At Four Feet Companion Foundation, we support several rescues and their important efforts on behalf of animals. Here’s what you should look for when selecting an organization:
• A responsible rescue places the welfare and happiness of the animal first. You should be allowed to tour the facilities — a quick walk-through will give you a sense of the overall hygiene and level of care provided. Animals should have access to water (if you don’t see any out, ask what their routine is) and have a living area free of feces and excessive dirt. The animals should be generally well kept, responsive and alert. If the dogs look lethargic, unresponsive or afraid, something may not be right. Don’t be afraid to ask.
• Sick animals should be isolated from healthy ones; a severely ill dog should not be mixed in with other dogs.
• A reputable rescue understands the limits of its resources and does not accept more animals than it has legal authority, finances and space/time to care for.
• Are the dogs placed in foster homes while they await adoption? How does the rescue organization screen its foster parents? Are periodic evaluations done to ensure ongoing viability of a foster home? Are you able to meet the foster parent?
• Rescues should have an adoption policy and a contract. They should screen every potential adopter with a mandatory home visit (whenever possible) before a pet is placed there. They will also require personal references, and follow up and check all references provided.
• A reputable rescue always takes its adopted animals back if the placement isn’t successful. They will also say no to an adopter if the adopter’s situation is not optimal for the animal; the contract should include a clause stating that the pet must be returned to the rescue if the adopter decides to relinquish the pet.
• A rescue will never place an animal as a surprise to the intended adopter or place an animal as a gift. They will always involve the recipient in the decision to adopt, the application process, the selection of the animal and a home visit. You should never adopt a pet sight unseen, or on the spot!

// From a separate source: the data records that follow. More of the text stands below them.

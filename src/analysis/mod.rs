//! Analysis passes over the aggregated dataset
//!
//! Every pass is a pure function of the dataset and its config and returns an
//! ordered findings table. A pass fails only when its structural precondition
//! is unmet (invalid thresholds, parameter missing from the dataset); devices
//! with missing data get a flagged row of their own.

use serde::Serialize;

use crate::config::ConfigError;
use crate::dataset::{AggregatedDataset, DeviceView};

pub mod out_of_hours;
pub mod quality;
pub mod trend;

pub use out_of_hours::{OutOfHoursConfig, OutOfHoursMetrics, OutOfHoursPass};
pub use quality::{QualityConfig, QualityMetrics, QualityPass};
pub use trend::{TrendConfig, TrendDirection, TrendMetrics, TrendPass};

/// Reason used for devices without any present reading
pub const NO_DATA_REASON: &str = "no data available";

/// One row of a findings table
#[derive(Debug, Clone, PartialEq, Serialize)]
pub struct FindingsRow<M> {
    /// Device identifier
    pub device_id: u64,
    /// Device display name
    pub name: String,
    /// Parameter code
    pub parameter: String,
    /// Period, day or range the row describes
    pub period: String,
    /// Computed metrics, `None` when the device has no data
    pub metrics: Option<M>,
    /// Whether the row needs attention
    pub flagged: bool,
    /// Why the row was flagged; empty otherwise
    pub reason: String,
}

impl<M> FindingsRow<M> {
    /// Flagged row for a device with no present readings
    pub fn no_data(view: &DeviceView<'_>, period: impl Into<String>) -> Self {
        let reason = match view.failure {
            Some(failure) => format!("{NO_DATA_REASON} (fetch failed: {failure})"),
            None => NO_DATA_REASON.to_string(),
        };
        Self {
            device_id: view.key.device_id,
            name: view.name.to_string(),
            parameter: view.key.parameter.clone(),
            period: period.into(),
            metrics: None,
            flagged: true,
            reason,
        }
    }

    /// Row carrying metrics
    pub fn with_metrics(
        view: &DeviceView<'_>,
        period: impl Into<String>,
        metrics: M,
        reasons: Vec<String>,
    ) -> Self {
        Self {
            device_id: view.key.device_id,
            name: view.name.to_string(),
            parameter: view.key.parameter.clone(),
            period: period.into(),
            metrics: Some(metrics),
            flagged: !reasons.is_empty(),
            reason: reasons.join("; "),
        }
    }
}

/// Pass-specific metric columns for tabular output
pub trait MetricColumns {
    /// Column headers, in order
    fn headers() -> &'static [&'static str];

    /// Cell values, in header order
    fn values(&self) -> Vec<String>;
}

/// Analysis over an [`AggregatedDataset`]
pub trait AnalysisPass {
    /// Pass configuration
    type Config;

    /// Metrics carried by each row
    type Metrics: MetricColumns;

    /// Short pass name
    fn name(&self) -> &'static str;

    /// Run the pass
    ///
    /// # Errors
    /// Returns [`ConfigError`] when the config is invalid or its parameter is
    /// not part of the dataset
    fn analyze(
        &self,
        dataset: &AggregatedDataset,
        config: &Self::Config,
    ) -> Result<Vec<FindingsRow<Self::Metrics>>, ConfigError>;
}

/// Fail unless `parameter` is part of the dataset
pub fn require_parameter(dataset: &AggregatedDataset, parameter: &str) -> Result<(), ConfigError> {
    if dataset.has_parameter(parameter) {
        return Ok(());
    }
    Err(ConfigError::MissingParameter {
        parameter: parameter.to_string(),
        available: dataset
            .parameters()
            .iter()
            .cloned()
            .collect::<Vec<_>>()
            .join(", "),
    })
}

/// Fail unless `value` lies in `[0, 100]`
pub fn require_percentage(name: &str, value: f64) -> Result<(), ConfigError> {
    if (0.0..=100.0).contains(&value) {
        Ok(())
    } else {
        Err(ConfigError::Invalid(format!(
            "{name} must be between 0 and 100, got {value}"
        )))
    }
}

pub(crate) fn format_number(value: f64) -> String {
    format!("{value:.2}")
}

pub(crate) fn format_optional(value: Option<f64>) -> String {
    value.map(format_number).unwrap_or_default()
}
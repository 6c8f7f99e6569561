//! Bounded concurrent extraction

use futures_util::stream::{self, StreamExt};
use std::collections::BTreeMap;
use std::sync::Arc;
use std::time::Duration;
use tokio::time::Instant;
use tracing::{debug, info, warn};

use crate::config::ExtractionConfig;
use crate::coordinator::summary::ExtractionSummary;
use crate::dataset::{AggregatedDataset, DatasetBuilder};
use crate::fetcher::SeriesSource;
use crate::metrics::{record_extraction_duration, record_series_outcome};
use crate::shutdown::{self, SharedShutdown};
use crate::ExtractedSeries;

/// Default number of in-flight fetches
pub const DEFAULT_CONCURRENCY: usize = 5;

/// Default failed fraction that triggers an aggregate failure report
pub const DEFAULT_FAILURE_THRESHOLD: f64 = 0.5;

/// Reason given to fetches abandoned at the deadline
pub const TIMEOUT_REASON: &str = "timeout";

/// Reason given to fetches abandoned on shutdown
pub const CANCELLED_REASON: &str = "cancelled";

/// Called once per finished series, in completion order
pub type ProgressCallback = Arc<dyn Fn(&ExtractedSeries) + Send + Sync>;

/// Coordinator tuning knobs
#[derive(Debug, Clone, PartialEq)]
pub struct CoordinatorSettings {
    /// Maximum in-flight fetches (values below 1 are treated as 1)
    pub concurrency: usize,
    /// Overall deadline for the run
    pub deadline: Option<Duration>,
    /// Failed fraction above which an aggregate failure is reported
    pub failure_threshold: f64,
}

impl Default for CoordinatorSettings {
    fn default() -> Self {
        Self {
            concurrency: DEFAULT_CONCURRENCY,
            deadline: None,
            failure_threshold: DEFAULT_FAILURE_THRESHOLD,
        }
    }
}

/// Result of one extraction run
#[derive(Debug, Clone)]
pub struct ExtractionOutcome {
    /// Published dataset
    pub dataset: AggregatedDataset,
    /// Success / partial / failure summary
    pub summary: ExtractionSummary,
    /// Wall-clock duration
    pub elapsed: Duration,
}

/// Fans out series fetches over a bounded pool and merges the results
pub struct ExtractionCoordinator {
    source: Arc<dyn SeriesSource>,
    settings: CoordinatorSettings,
    shutdown: Option<SharedShutdown>,
    progress: Option<ProgressCallback>,
}

impl ExtractionCoordinator {
    /// Create a coordinator; picks up the global shutdown handle if one is set
    pub fn new(source: Arc<dyn SeriesSource>, settings: CoordinatorSettings) -> Self {
        Self {
            source,
            settings,
            shutdown: shutdown::get_global_shutdown(),
            progress: None,
        }
    }

    /// Attach a shared shutdown handle for graceful cancellation.
    pub fn with_shutdown(mut self, shutdown: SharedShutdown) -> Self {
        self.shutdown = Some(shutdown);
        self
    }

    /// Report each finished series to `callback`
    pub fn with_progress(mut self, callback: ProgressCallback) -> Self {
        self.progress = Some(callback);
        self
    }

    /// Settings in use
    pub fn settings(&self) -> &CoordinatorSettings {
        &self.settings
    }

    /// Run the extraction
    ///
    /// Never fails: device failures, the deadline and shutdown all end up
    /// in the summary. Fetches still in flight when the deadline passes or
    /// shutdown is requested are abandoned and reported as failed with
    /// reason `timeout` or `cancelled`; completed results are kept.
    pub async fn extract(&self, config: &ExtractionConfig) -> ExtractionOutcome {
        let started = Instant::now();
        let devices = config.devices();
        let range = config.date_range();
        let granularity = config.granularity();
        let concurrency = self.settings.concurrency.max(1);
        let deadline = self.settings.deadline.map(|d| started + d);

        info!(
            devices = devices.len(),
            concurrency = concurrency,
            range = %range,
            granularity = %granularity,
            "Starting extraction"
        );

        let mut finished: BTreeMap<usize, ExtractedSeries> = BTreeMap::new();
        let mut pending = stream::iter(devices.iter().enumerate())
            .map(|(index, device)| {
                let source = self.source.clone();
                async move {
                    let series = source.fetch_series(device, &range, granularity).await;
                    (index, series)
                }
            })
            .buffer_unordered(concurrency);

        let interrupted = loop {
            tokio::select! {
                biased;
                _ = wait_for_deadline(deadline) => break Some(TIMEOUT_REASON),
                _ = wait_for_shutdown(self.shutdown.as_ref()) => break Some(CANCELLED_REASON),
                next = pending.next() => match next {
                    Some((index, series)) => {
                        debug!(
                            "Series {} finished with status {}",
                            series.key(),
                            series.status.label()
                        );
                        if let Some(progress) = &self.progress {
                            progress(&series);
                        }
                        finished.insert(index, series);
                    }
                    None => break None,
                },
            }
        };
        drop(pending);

        if let Some(reason) = interrupted {
            let abandoned = devices.len() - finished.len();
            warn!(
                "Extraction interrupted ({}): abandoning {} in-flight or queued fetches",
                reason, abandoned
            );
            for (index, device) in devices.iter().enumerate() {
                finished
                    .entry(index)
                    .or_insert_with(|| ExtractedSeries::failed(device, reason));
            }
        }

        for series in finished.values() {
            record_series_outcome(&series.status);
        }

        let summary = ExtractionSummary::from_series(finished.values(), self.settings.failure_threshold);
        let mut builder = DatasetBuilder::new(
            range,
            granularity,
            config.parameters().clone(),
            devices.len(),
        );
        for series in finished.into_values() {
            builder.insert(series);
        }
        let dataset = builder.build();

        let elapsed = started.elapsed();
        record_extraction_duration(elapsed);

        info!(
            succeeded = summary.succeeded,
            partial = summary.partial.len(),
            failed = summary.failed.len(),
            records = dataset.record_count(),
            elapsed_ms = elapsed.as_millis(),
            "Extraction finished"
        );
        if let Some(failure) = &summary.aggregate_failure {
            warn!("Aggregate failure: {}", failure);
        }

        ExtractionOutcome {
            dataset,
            summary,
            elapsed,
        }
    }
}

async fn wait_for_deadline(deadline: Option<Instant>) {
    match deadline {
        Some(at) => tokio::time::sleep_until(at).await,
        None => std::future::pending().await,
    }
}

async fn wait_for_shutdown(shutdown: Option<&SharedShutdown>) {
    match shutdown {
        Some(handle) => handle.wait_for_shutdown().await,
        None => std::future::pending().await,
    }
}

• In turn, rescue organizations should be able to provide references from shelters in their area, and in general should have good working relationships with those shelters.
• Remember, the goal is to match up the right pet with the right forever home!
• Reputable rescues will perform comprehensive physical exams on all the animals that they receive. They will make sure animals have had a thorough medical check by a licensed veterinarian to ensure the animals are up to date on all required vaccines (e.g., rabies, distemper) and that the animals are parasite- and heartworm-free. If veterinary care is required, the animals should receive the necessary attention and treatment. The adopter should be fully informed of the dog’s state of health prior to adoption, and the shelter or rescue should be able to provide medical records upon adoption.
• All pets should be spayed/neutered prior to being placed. If for any reason spaying/neutering is not done prior to placement (e.g., the pet is too young or has a medical reason), this must be included as a requirement within the adoption contract. The rescue should follow up to ensure the procedure has been completed.
• Please remember that, even when all the precautions are taken, there is a slight chance that an illness or condition may go undetected due to the nature of the ailment.
• Do the animals have microchip or tattoos for identification? If possible, it is best if the rescue/shelter’s name and new guardian’s contact information are both registered for the tattoo or microchip.
• The rescue will do some form of temperament testing to ensure that all animals available for adoption will be safe members of the community. The assessment will also help in making the optimal placement. Most rescues will need to have cared for the animal for a minimum of two weeks to allow time to assess temperament, the pet’s likes/dislikes and how it reacts in various situations with people and other animals. If a rescue doesn’t do this, it could be a reason to look elsewhere.
• You can ask if the animal you are considering has any behavioural issues. A good rescue will fully disclose this information to you.
• You can also ask what they do in cases if an animal is traumatized or distressed. Do they have a rehabilitation or re-training program? The majority should, or should be able to recommend animal trainers to you that deal with troubled animals.
• They will provide you with ongoing support and encouragement.
• A reputable rescue operates as a notfor-profit entity and/or registered charity. They do not operate for profit, nor will they use the animals in their care for breeding.
• Many rescues will prioritize animals from its own geographical area whenever possible. If this matters to you, ask where their rescued animals come from.
A good rescue will work carefully to match up the right pet with the right forever home based on the pet’s needs and personality, and the requirements, energy level and personality of the adopter. A reputable organization will help you make decisions about which animal is a good fit for your home and will not rush you through the process — and may even allow a trial period.
Always remember, the animal did not place themselves in the rescue. It is because of an unfortunate event in their lives that they are looking for you. Take your time when choosing your companion animal and rescue — we guarantee you your effort will pay off with a pawfect friendship!